Tuesday, October 23, 2018
12:00 pm to 1:30 pm
Room 1020, Kenneth C. Rowe Management Building
Dalhousie University, 6100 University Avenue, Halifax, NS
Facebook Event | Live Stream (Facebook Live)

Policy-makers, system leaders, academics, front-line clinicians and the public share a common goal of promoting the best possible mental health for Canadian youth and their families, but often have different perspectives on what needs to change and how to bring about this change. This panel will tackle important and challenging questions including; How can we create a more sustainable mental health system? What steps do we need to take to co-create a family-centred, clinician/physician-informed mental health system? Can we improve access and simultaneously improve the quality of care? Can we implement change without burning out front-line clinicians? How can seeing mental health differently be a catalyst for the needed change?

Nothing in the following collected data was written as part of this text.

//! Handlers for the `/employees` resource.

use axum::extract::State;
use axum::http::StatusCode;
use axum::Json;
use staffing_core::employee::{Employee, EmployeeFilter, EmployeeUpdate};
use staffing_core::types::DbId;

use crate::error::AppResult;
use crate::extract::{AppJson, AppPath, AppQuery};
use crate::query::EmployeeListParams;
use crate::state::AppState;

/// POST /api/v1/employees
pub async fn create(
    State(state): State<AppState>,
    AppJson(input): AppJson<Employee>,
) -> AppResult<(StatusCode, Json<Employee>)> {
    let employee = state.employees.create(input).await?;
    Ok((StatusCode::CREATED, Json(employee)))
}

/// GET /api/v1/employees
///
/// Without filters, `limit`/`offset` page through the store directly.
/// With filters, the filtered list is windowed afterwards.
pub async fn list(
    State(state): State<AppState>,
    AppQuery(params): AppQuery<EmployeeListParams>,
) -> AppResult<Json<Vec<Employee>>> {
    let filter = params.filter();
    let page = params.pagination().page();

    let employees = match page {
        Some(page) if filter == EmployeeFilter::default() => {
            state.employees.list_page(page).await?
        }
        Some(page) => page.slice(state.employees.list(&filter).await?),
        None => state.employees.list(&filter).await?,
    };
    Ok(Json(employees))
}

/// GET /api/v1/employees/{id}
pub async fn get_by_id(
    State(state): State<AppState>,
    AppPath(id): AppPath<DbId>,
) -> AppResult<Json<Employee>> {
    let employee = state.employees.find_by_id(id).await?;
    Ok(Json(employee))
}

/// PUT /api/v1/employees/{id}
///
/// Partial update: omitted or `null` fields keep their stored values.
pub async fn update(
    State(state): State<AppState>,
    AppPath(id): AppPath<DbId>,
    AppJson(input): AppJson<EmployeeUpdate>,
) -> AppResult<Json<Employee>> {
    let employee = state.employees.update(id, input).await?;
    Ok(Json(employee))
}

/// DELETE /api/v1/employees/{id}
///
/// Deactivates rather than removes the record.
pub async fn deactivate(
    State(state): State<AppState>,
    AppPath(id): AppPath<DbId>,
) -> AppResult<StatusCode> {
    state.employees.deactivate(id).await?;
    Ok(StatusCode::NO_CONTENT)
}
//! Recording fake store for service unit tests.

use std::collections::BTreeMap;
use std::sync::Mutex;

use async_trait::async_trait;

use crate::company::Company;
use crate::employee::Employee;
use crate::paging::Page;
use crate::store::{CompanyStore, EmployeeStore, StoreResult};
use crate::types::DbId;

#[derive(Default)]
struct Tables {
    companies: BTreeMap<DbId, Company>,
    employees: BTreeMap<DbId, Employee>,
    next_id: DbId,
    employee_saves: Vec<Employee>,
}

impl Tables {
    fn assign_id(&mut self, id: Option<DbId>) -> DbId {
        let id = id.unwrap_or(self.next_id + 1);
        self.next_id = self.next_id.max(id);
        id
    }
}

/// Implements both store traits over plain maps and records every employee
/// passed to `save`.
#[derive(Default)]
pub struct FakeStore {
    tables: Mutex<Tables>,
    fail: bool,
}

impl FakeStore {
    /// A store whose every call fails.
    pub fn failing() -> Self {
        Self {
            fail: true,
            ..Default::default()
        }
    }

    pub async fn seed_company(&self, company: Company) {
        let mut t = self.tables.lock().unwrap();
        let id = t.assign_id(company.id);
        t.companies.insert(id, Company { id: Some(id), ..company });
    }

    pub async fn seed_employee(&self, employee: Employee) {
        let mut t = self.tables.lock().unwrap();
        let id = t.assign_id(employee.id);
        t.employees.insert(id, Employee { id: Some(id), ..employee });
    }

    pub fn employee_saves(&self) -> usize {
        self.tables.lock().unwrap().employee_saves.len()
    }

    pub fn last_saved_employee(&self) -> Option<Employee> {
        self.tables.lock().unwrap().employee_saves.last().cloned()
    }

    fn check(&self) -> StoreResult<()> {
        if self.fail {
            return Err("fake store failure".into());
        }
        Ok(())
    }
}

#[async_trait]
impl CompanyStore for FakeStore {
    async fn save(&self, company: Company) -> StoreResult<Company> {
        self.check()?;
        let mut t = self.tables.lock().unwrap();
        let id = t.assign_id(company.id);
        let saved = Company { id: Some(id), ..company };
        t.companies.insert(id, saved.clone());
        Ok(saved)
    }

    async fn find_by_id(&self, id: DbId) -> StoreResult<Option<Company>> {
        self.check()?;
        Ok(self.tables.lock().unwrap().companies.get(&id).cloned())
    }

    async fn find_all(&self) -> StoreResult<Vec<Company>> {
        self.check()?;
        Ok(self.tables.lock().unwrap().companies.values().cloned().collect())
    }

    async fn find_page(&self, page: Page) -> StoreResult<Vec<Company>> {
        self.check()?;
        Ok(page.slice(self.tables.lock().unwrap().companies.values().cloned()))
    }

    async fn delete(&self, id: DbId) -> StoreResult<bool> {
        self.check()?;
        Ok(self.tables.lock().unwrap().companies.remove(&id).is_some())
    }
}

#[async_trait]
impl EmployeeStore for FakeStore {
    async fn save(&self, employee: Employee) -> StoreResult<Employee> {
        self.check()?;
        let mut t = self.tables.lock().unwrap();
        let id = t.assign_id(employee.id);
        let saved = Employee { id: Some(id), ..employee };
        t.employees.insert(id, saved.clone());
        t.employee_saves.push(saved.clone());
        Ok(saved)
    }

    async fn find_by_id(&self, id: DbId) -> StoreResult<Option<Employee>> {
        self.check()?;
        Ok(self.tables.lock().unwrap().employees.get(&id).cloned())
    }

    async fn find_all(&self) -> StoreResult<Vec<Employee>> {
        self.check()?;
        Ok(self.tables.lock().unwrap().employees.values().cloned().collect())
    }

    async fn find_by_company_id(&self, company_id: DbId) -> StoreResult<Vec<Employee>> {
        self.check()?;
        Ok(self
            .tables
            .lock()
            .unwrap()
            .employees
            .values()
            .filter(|e| e.company_id == Some(company_id))
            .cloned()
            .collect())
    }

    async fn find_page(&self, page: Page) -> StoreResult<Vec<Employee>> {
        self.check()?;
        Ok(page.slice(self.tables.lock().unwrap().employees.values().cloned()))
    }
}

Hosted in partnership with the Dalhousie Faculty of Health

About the speakers

Sabina Abidi


Dr. Sabina Abidi is an associate professor of psychiatry at Dalhousie Medical School. Although still early in her career she is the head of the IWK Youth Psychosis Program, the division head of Outpatient Services for the IWK Mental Health and Addictions Program, and the associate chief of the Division of Child and Adolescent Psychiatry at Dalhousie University. Dr Abidi’s passion lies in early intervention for psychotic disorders in children and youth demonstrated through her work in clinical, academic, and research spheres.  Dr. Abidi is also co-leading system change and program development such as implementation of lean medicine initiatives in the IWK Community Mental Health and Addictions Program. These initiatives aim to introduce system improvement in both access and quality of patient and family care for those with psychiatric illness

Jill Chorney (chair)


Jill Chorney, PhD RPsych is a Psychologist and Researcher at Dalhousie and the IWK Health Centre. As faculty in the Behavior Change and HealthxChange Institutes, Dr. Chorney's expertise is in supporting behavior change at the client, family, and healthcare provider level. Dr. Chorney routinely conducts research that is at the intersection of evidence and practice and has been funded by the Canadian Institutes for Health Research, the Nova Scotia Heath Research Foundation and the United States National Institutes of Health. 

Sharon Clark


Dr. Sharon Clark, Registered Psychologist, is the Advanced Practice Leader of the Choice and Partnership Approach (CAPA) within the Mental Health and Addictions program at the IWK Health Centre in Halifax, Nova Scotia.  Dr. Clark is leading the implementation of CAPA across mental health and addiction services within the IWK, and is the provincial clinical lead for CAPA.  Clinically, she has worked in community outpatient clinics, day treatment, inpatient, and residential treatment areas.  Her research interests focus on improvements to mental health services for children, youth, and their families.  Currently she is co-leading Lean quality and access to care system-improvements.  

Sue Goyette

Sue Goyette lives in Halifax and has published six books of poems and a novel. Her latest collection is Penelope (Gaspereau Press, 2017). She has been nominated for the 2014 Griffin Poetry Prize and the Governor General’s Award and has won several awards including the 2015 Lieutenant Governor of Nova Scotia Masterworks Arts Award for her collection, Ocean. Sue teaches in the Creative Writing Program at Dalhousie University and is currently a graduate student in the Women and Gender Studies Program at Saint Mary’s University. 

Maureen Brennan

IWK Director of Mental Health and Addictions


About the series

Policy Matters is a weekly panel discussion on major policy issues presented by the MacEachen Institute for Public Policy and Governance. Each discussion features thought leaders from civil society and focuses on one of the Institute's four research themes – Civic Engagement, Atlantic Canada and the World, Health Systems and Governance and Smart Infrastructure. Held each Tuesday from September 11 to November 6, the discussions take place in room 1011 of the Kenneth C. Rowe Management Building at Dalhousie, from 12:00 pm – 1:30 pm. The events are designed to encourage public engagement with local, national and international policy issues and are open to the public.